Primary tracheal myoepithelioma can occur in the lung, but established literature ascribes the majority of these lesions to metastasis from primary cutaneous, breast and salivary myoepithelial tumours.

Case report

We present the case of a supernumerary muscle in the anterior compartment of the neck, a condition known as rectus cervicalis, previously undescribed in the English electronic literature. A three-year-old boy presented with a history of recurrent infections of a mid-line neck lesion with an associated skin tag. This was excised under general anaesthetic. An unusual midline lesion was noted, consisting of a skin tag, a tubular tract and muscle bands running from a notched mandible to the manubrium.

Discussion

The anomalous muscle seen in this patient resembled the rectus abdominis muscle. Cases of rectus sternalis have been reported. We propose that this is the first recorded case of rectus cervicalis.

Case report

A 15-year-old girl presented to our institution with a diagnostic and management dilemma. She had a three-month history of a painless, left-sided, anterolateral cervical mass. Complete ENT examination was negative, apart from a firm, 2 × 3 cm mass at neck level two. This had a mixed solid-cystic appearance on ultrasonography and magnetic resonance imaging. Fine needle aspiration cytology did however suggest probable paraganglioma or other neuroendocrine lesion. In view of this uncertainty, we performed an excision biopsy which, surprisingly, revealed papillary thyroid carcinoma within a thyroglossal duct remnant. The patient subsequently underwent total thyroidectomy, anterior neck clearance and radio-iodine ablation. The thyroid gland was histologically benign.

Discussion

Papillary thyroid carcinoma arising from a thyroglossal duct remnant is a rare entity, with about 250 cases reported worldwide. Most present in adulthood. Management is controversial. Options range from wide local excision to more radical surgery, including total thyroidectomy and radio-iodine ablation. Proponents of conservative surgery remark on the favourable prognosis with local clearance alone. In addition, to date there have been no reported paediatric cases of carcinoma in a concurrently excised thyroid gland. However, in our patient's particular case, it was felt unanimously that the course of received management was entirely appropriate. Her young age, the size of the lesion, its atypical location and the fact that clearance was not performed on initial operation made radio-iodine for ablation of residual disease a necessity. In conclusion, in such cases we advocate risk stratification and management similar to that for primary papillary thyroid carcinoma.

Case report

A male infant was noted to have a 0.5 × 0.5 cm mass at the nasal tip at birth.
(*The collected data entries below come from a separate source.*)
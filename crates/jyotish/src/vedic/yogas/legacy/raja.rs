use super::finding;
use super::policy::LegacyRule;
use crate::chart::types::{HouseData, Planet, PlanetPosition, CLASSICAL_PLANETS};
use crate::vedic::yogas::helpers::{are_conjunct, house_lord, house_of, ordinal, KENDRA, TRIKONA};
use crate::vedic::yogas::types::{Yoga, YogaCategory};

pub(super) fn detect(positions: &[PlanetPosition], houses: &[HouseData]) -> Vec<Yoga> {
    let mut yogas = kendra_trikona_lords(positions, houses);
    yogas.extend(dharma_karmadhipati(positions, houses));
    yogas.extend(yogakaraka(houses));
    yogas
}

/// A kendra lord sharing a house with a trikona lord.
fn kendra_trikona_lords(positions: &[PlanetPosition], houses: &[HouseData]) -> Vec<Yoga> {
    let mut yogas = Vec::new();
    for kendra in KENDRA {
        for trikona in TRIKONA {
            let (Some(k_lord), Some(t_lord)) =
                (house_lord(houses, kendra), house_lord(houses, trikona))
            else {
                continue;
            };
            if k_lord == t_lord || !are_conjunct(positions, k_lord, t_lord) {
                continue;
            }
            let Some(shared) = house_of(positions, k_lord) else { continue };
            yogas.push(finding(
                YogaCategory::Raja,
                format!("Raja Yoga (Lords of {} and {})", ordinal(kendra), ordinal(trikona)),
                vec![k_lord, t_lord],
                vec![kendra, trikona, shared],
                LegacyRule::KendraTrikonaLords,
                format!(
                    "{k_lord}, lord of the {}, joins {t_lord}, lord of the {}, in the {} house.",
                    ordinal(kendra),
                    ordinal(trikona),
                    ordinal(shared)
                ),
                "Power, status and recognition; the union of effort and fortune.",
            ));
        }
    }
    yogas
}

fn dharma_karmadhipati(positions: &[PlanetPosition], houses: &[HouseData]) -> Option<Yoga> {
    let ninth = house_lord(houses, 9)?;
    let tenth = house_lord(houses, 10)?;
    if ninth == tenth || !are_conjunct(positions, ninth, tenth) {
        return None;
    }
    let shared = house_of(positions, ninth)?;
    Some(finding(
        YogaCategory::Raja,
        "Dharma Karmadhipati Yoga",
        vec![ninth, tenth],
        vec![9, 10, shared],
        LegacyRule::DharmaKarmadhipati,
        format!(
            "The 9th lord {ninth} and the 10th lord {tenth} are conjunct in the {} house.",
            ordinal(shared)
        ),
        "Career aligned with purpose; righteous action brings lasting success.",
    ))
}

/// One planet owning both a kendra and a trikona, the lagna excluded.
fn yogakaraka(houses: &[HouseData]) -> Vec<Yoga> {
    let owned = |planet: Planet, candidates: &[u8]| -> Vec<u8> {
        candidates
            .iter()
            .copied()
            .filter(|h| house_lord(houses, *h) == Some(planet))
            .collect()
    };
    let mut yogas = Vec::new();
    for planet in CLASSICAL_PLANETS {
        let kendras = owned(planet, &[4, 7, 10]);
        let trikonas = owned(planet, &[5, 9]);
        if let (Some(k), Some(t)) = (kendras.first(), trikonas.first()) {
            yogas.push(finding(
                YogaCategory::Raja,
                "Yogakaraka Yoga",
                vec![planet],
                vec![*k, *t],
                LegacyRule::Yogakaraka,
                format!("{planet} rules both the {} and the {} house.", ordinal(*k), ordinal(*t)),
                "A single planet that confers status and success through its periods.",
            ));
        }
    }
    yogas
}

#[cfg(test)]
mod tests {
    use super::*;
    use crate::chart::builder::ChartBuilder;

    #[test]
    fn test_taurus_rising_has_saturn_yogakaraka() {
        let chart = ChartBuilder::new(45.0)
            .planet(Planet::Sun, 10.0)
            .planet(Planet::Moon, 100.0)
            .planet(Planet::Mars, 130.0)
            .planet(Planet::Mercury, 20.0)
            .planet(Planet::Jupiter, 250.0)
            .planet(Planet::Venus, 330.0)
            .planet(Planet::Saturn, 200.0)
            .planet(Planet::Rahu, 70.0)
            .build()
            .unwrap();
        let found = yogakaraka(&chart.houses);
        assert_eq!(found.len(), 1);
        assert_eq!(found[0].planets, vec![Planet::Saturn]);
        assert_eq!(found[0].houses, vec![10, 9]);
    }

    #[test]
    fn test_kendra_trikona_lords_conjunct() {
        // Aries rising: Moon (4th lord) with Sun (5th lord) in Leo
        let chart = ChartBuilder::new(5.0)
            .planet(Planet::Sun, 130.0)
            .planet(Planet::Moon, 140.0)
            .planet(Planet::Mars, 200.0)
            .planet(Planet::Mercury, 150.0)
            .planet(Planet::Jupiter, 250.0)
            .planet(Planet::Venus, 330.0)
            .planet(Planet::Saturn, 20.0)
            .planet(Planet::Rahu, 70.0)
            .build()
            .unwrap();
        let found = kendra_trikona_lords(&chart.positions, &chart.houses);
        let names: Vec<&str> = found.iter().map(|y| y.name.as_str()).collect();
        assert!(names.contains(&"Raja Yoga (Lords of 4th and 5th)"));
        let yoga = found.iter().find(|y| y.name == "Raja Yoga (Lords of 4th and 5th)").unwrap();
        assert_eq!(yoga.houses, vec![4, 5]);
    }
}
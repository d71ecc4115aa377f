//! Vedic chart model and yoga detection.
//!
//! Build a [`Chart`] from longitudes with [`ChartBuilder`], then hand its
//! positions and houses to [`detect_yogas`] or a configured [`YogaDetector`].

pub mod chart;
pub mod error;
pub mod settings;
pub mod vedic;

pub use chart::{
    Chart, ChartBuilder, ChartInput, Dignity, HouseData, Planet, PlanetInput, PlanetPosition, Sign,
};
pub use error::ChartError;
pub use settings::DetectionSettings;
pub use vedic::yogas::{detect_yogas, Strength, Yoga, YogaCategory, YogaDetector};
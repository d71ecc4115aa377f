//! Runs the catalog and the legacy families and merges their findings.

use std::collections::HashSet;
use crate::chart::types::{Chart, HouseData, PlanetPosition};
use crate::chart::validate::validate_chart;
use crate::error::ChartError;
use crate::settings::DetectionSettings;
use crate::vedic::yogas::catalog::catalog;
use crate::vedic::yogas::engine::evaluate_with;
use crate::vedic::yogas::legacy::detect_legacy;
use crate::vedic::yogas::types::Yoga;

#[derive(Debug, Clone, Default)]
pub struct YogaDetector {
    settings: DetectionSettings,
}

impl YogaDetector {
    pub fn new(settings: DetectionSettings) -> Self {
        Self { settings }
    }

    pub fn settings(&self) -> &DetectionSettings {
        &self.settings
    }

    /// Detect every yoga present. When `validate_input` is set and the chart
    /// is malformed, the failure is logged and nothing is reported.
    pub fn detect(&self, positions: &[PlanetPosition], houses: &[HouseData]) -> Vec<Yoga> {
        if self.settings.validate_input {
            if let Err(e) = validate_chart(positions, houses) {
                log::warn!("Skipping yoga detection: {}", e);
                return Vec::new();
            }
        }
        self.run(positions, houses)
    }

    /// Validate the chart, then detect.
    pub fn try_detect(
        &self,
        positions: &[PlanetPosition],
        houses: &[HouseData],
    ) -> Result<Vec<Yoga>, ChartError> {
        validate_chart(positions, houses).map_err(|e| {
            log::warn!("Chart failed validation: {}", e);
            e
        })?;
        Ok(self.run(positions, houses))
    }

    pub fn detect_chart(&self, chart: &Chart) -> Vec<Yoga> {
        self.detect(&chart.positions, &chart.houses)
    }

    fn run(&self, positions: &[PlanetPosition], houses: &[HouseData]) -> Vec<Yoga> {
        let catalog_found: Vec<Yoga> = catalog()
            .iter()
            .filter_map(|definition| evaluate_with(definition, positions, houses, &self.settings))
            .collect();

        let legacy_found = if self.settings.include_legacy {
            detect_legacy(positions, houses)
        } else {
            Vec::new()
        };

        let catalog_count = catalog_found.len();
        let legacy_count = legacy_found.len();
        let merged = merge_findings(catalog_found, legacy_found);
        log::debug!(
            "Yoga pass: {} catalog, {} legacy, {} after merge",
            catalog_count,
            legacy_count,
            merged.len()
        );

        merged
            .into_iter()
            .filter(|yoga| self.settings.is_enabled(yoga.category))
            .collect()
    }
}

/// Catalog findings first, then legacy findings whose names are not already
/// taken. The first finding with a given name wins.
pub fn merge_findings(catalog_found: Vec<Yoga>, legacy_found: Vec<Yoga>) -> Vec<Yoga> {
    let mut seen = HashSet::new();
    let mut merged = Vec::with_capacity(catalog_found.len() + legacy_found.len());
    for yoga in catalog_found.into_iter().chain(legacy_found) {
        if seen.insert(yoga.name.clone()) {
            merged.push(yoga);
        } else {
            log::trace!("Dropping duplicate finding {}", yoga.name);
        }
    }
    merged
}

/// Detect yogas with default settings.
pub fn detect_yogas(positions: &[PlanetPosition], houses: &[HouseData]) -> Vec<Yoga> {
    YogaDetector::default().detect(positions, houses)
}

#[cfg(test)]
mod tests {
    use super::*;
    use crate::chart::builder::ChartBuilder;
    use crate::chart::types::Planet;
    use crate::vedic::yogas::types::{Strength, YogaCategory};

    fn yoga(name: &str, category: YogaCategory) -> Yoga {
        Yoga {
            category,
            name: name.to_string(),
            planets: Vec::new(),
            houses: Vec::new(),
            strength: Strength::Moderate,
            description: String::new(),
            effects: String::new(),
        }
    }

    fn sample_chart() -> Chart {
        ChartBuilder::new(5.0)
            .planet(Planet::Sun, 32.0)
            .planet(Planet::Moon, 130.0)
            .planet(Planet::Mars, 298.0)
            .planet(Planet::Mercury, 52.0)
            .planet(Planet::Jupiter, 220.0)
            .planet(Planet::Venus, 330.0)
            .planet(Planet::Saturn, 200.0)
            .planet(Planet::Rahu, 70.0)
            .build()
            .unwrap()
    }

    #[test]
    fn test_catalog_wins_on_name_clash() {
        let catalog_found = vec![yoga("Lakshmi Yoga", YogaCategory::Dhana)];
        let mut legacy = yoga("Lakshmi Yoga", YogaCategory::Dhana);
        legacy.description = "legacy".to_string();
        let conjunction = yoga("Sun-Moon Conjunction", YogaCategory::Conjunction);
        let merged = merge_findings(catalog_found, vec![legacy, conjunction]);
        assert_eq!(merged.len(), 2);
        assert_eq!(merged[0].description, "");
        assert_eq!(merged[1].name, "Sun-Moon Conjunction");
    }

    #[test]
    fn test_legacy_can_be_skipped() {
        let chart = sample_chart();
        let full = YogaDetector::default().detect_chart(&chart);
        let settings = DetectionSettings { include_legacy: false, ..DetectionSettings::default() };
        let catalog_only = YogaDetector::new(settings).detect_chart(&chart);
        assert!(full.len() > catalog_only.len());
        assert!(catalog_only.iter().all(|y| y.category != YogaCategory::Bhava));
    }

    #[test]
    fn test_disabled_categories_are_filtered() {
        let chart = sample_chart();
        let settings = DetectionSettings {
            disabled_categories: vec![YogaCategory::Bhava, YogaCategory::Conjunction],
            ..DetectionSettings::default()
        };
        let found = YogaDetector::new(settings).detect_chart(&chart);
        assert!(!found.is_empty());
        assert!(found
            .iter()
            .all(|y| y.category != YogaCategory::Bhava && y.category != YogaCategory::Conjunction));
    }

    #[test]
    fn test_validation_is_opt_in() {
        let chart = sample_chart();
        let truncated = &chart.positions[..9];
        assert!(!detect_yogas(truncated, &chart.houses).is_empty());

        let strict = YogaDetector::new(DetectionSettings {
            validate_input: true,
            ..DetectionSettings::default()
        });
        assert!(strict.detect(truncated, &chart.houses).is_empty());
        assert_eq!(
            strict.try_detect(truncated, &chart.houses),
            Err(ChartError::PlanetCount { expected: 10, found: 9 })
        );
        assert!(strict.try_detect(&chart.positions, &chart.houses).is_ok());
    }
}
//! Custom predicate registry.
//!
//! These are the one-off algorithms a generic strategy cannot express. Each
//! predicate returns its verdict together with the evidence (planets and
//! houses) the finding needs, since that cannot be reconstructed afterwards.

use std::collections::BTreeSet;
use crate::chart::types::{
    Dignity, HouseData, Modality, Planet, PlanetPosition, CLASSICAL_PLANETS,
};
use crate::vedic::yogas::catalog::PatternCheck;
use crate::vedic::yogas::helpers::{
    angular_distance, find_planet, house_from, house_lord, house_of, house_offset, is_benefic,
    is_dusthana, is_kendra, is_malefic, is_trikona, join_planets, lord_placement, ordinal,
    planets_in_house, polarity, Polarity, DUSTHANA, KENDRA,
};
use crate::vedic::yogas::types::Strength;

/// Evidence returned by a matching predicate.
#[derive(Debug, Clone, PartialEq)]
pub struct PatternMatch {
    pub planets: Vec<Planet>,
    pub houses: Vec<u8>,
    pub detail: String,
    /// Overrides the definition's strength rules when set.
    pub strength: Option<Strength>,
}

impl PatternMatch {
    fn new(planets: Vec<Planet>, houses: Vec<u8>, detail: String) -> Self {
        Self { planets, houses, detail, strength: None }
    }
}

/// Points that never count towards a lunar or solar halo.
const HALO_EXCLUDED: [Planet; 4] = [Planet::Sun, Planet::Rahu, Planet::Ketu, Planet::Ascendant];

const NATURAL_BENEFICS: [Planet; 3] = [Planet::Jupiter, Planet::Venus, Planet::Mercury];

/// Dispatch one registry entry.
pub fn evaluate_pattern(
    check: &PatternCheck,
    positions: &[PlanetPosition],
    houses: &[HouseData],
) -> Option<PatternMatch> {
    match check {
        PatternCheck::HaloSecond(reference) => halo_second(positions, *reference),
        PatternCheck::HaloTwelfth(reference) => halo_twelfth(positions, *reference),
        PatternCheck::HaloBoth(reference) => halo_both(positions, *reference),
        PatternCheck::HaloNeither(reference) => halo_neither(positions, *reference),
        PatternCheck::SignCount(count) => sign_count(positions, *count),
        PatternCheck::UniformModality(modality) => uniform_modality(positions, *modality),
        PatternCheck::KendraPolarity(wanted) => kendra_polarity(positions, *wanted),
        PatternCheck::ConfinedTo(set) => confined_to(positions, set),
        PatternCheck::ConfinedToAnyOf(sets) => {
            sets.iter().find_map(|set| confined_to(positions, set))
        }
        PatternCheck::Window { start, width } => window(positions, *start, *width),
        PatternCheck::RotatingWindow { width, starts } => {
            starts.iter().find_map(|start| window(positions, *start, *width))
        }
        PatternCheck::AlternateHouses { odd } => alternate_houses(positions, *odd),
        PatternCheck::NodalEnclosure { from, to } => nodal_enclosure(positions, *from, *to),
        PatternCheck::JupiterFromMoon(offsets) => jupiter_from_moon(positions, offsets),
        PatternCheck::BeneficsFromMoon { offsets, min } => {
            benefics_from_moon(positions, offsets, *min)
        }
        PatternCheck::DusthanaLord { house } => dusthana_lord(positions, houses, *house),
        PatternCheck::AnyDusthanaLordInDusthana => any_dusthana_lord_in_dusthana(positions, houses),
        PatternCheck::NeechaBhanga => neecha_bhanga(positions, houses),
        PatternCheck::NinthLordDignified => ninth_lord_dignified(positions, houses),
        PatternCheck::AllKendrasOccupied => all_kendras_occupied(positions),
        PatternCheck::AllPlacedIn { planets, houses: allowed } => {
            all_placed_in(positions, planets, allowed)
        }
        PatternCheck::KendraBeneficsClearDusthanas => kendra_benefics_clear_dusthanas(positions),
    }
}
An elective magnetic resonance imaging (MRI) scan was reported to be in keeping with a diagnosis of nasal dermoid with no intracranial extension. The patient subsequently presented with an abscess at the nasal bridge. An urgent computed tomography (CT) scan was reported as showing erosion of the glabellar region and anterior skull base. The abscess was incised and drained. A repeat CT scan showed a left-sided nasal dermoid extending into the extradural space of the anterior cranial fossa through a bony defect. Formal excision was performed via a combined approach with gull wing and external rhinoplasty incisions, with no post-operative complications.

Discussion

Controversies surround the optimal radiological investigation and surgical approach for cases of nasal dermoid. Radiological imaging is essential in order to delineate the anatomy and any intracranial extension. Magnetic resonance imaging and CT play complementary roles in imaging soft tissues and bony detail, respectively. Dr Connor was of the opinion that soft tissue analysis by MRI was the optimum first-line imaging modality to assess extent; bony defects seen on CT, suggestive of intracranial connection, are not specific for nasal dermoid. However, intracranial dermoid cannot be differentiated from fibrous tract by either modality. Formal craniotomy has traditionally been performed in the presence of intracranial extension. This can be avoided in cases of extradural dermoid by an approach from below with adequate access.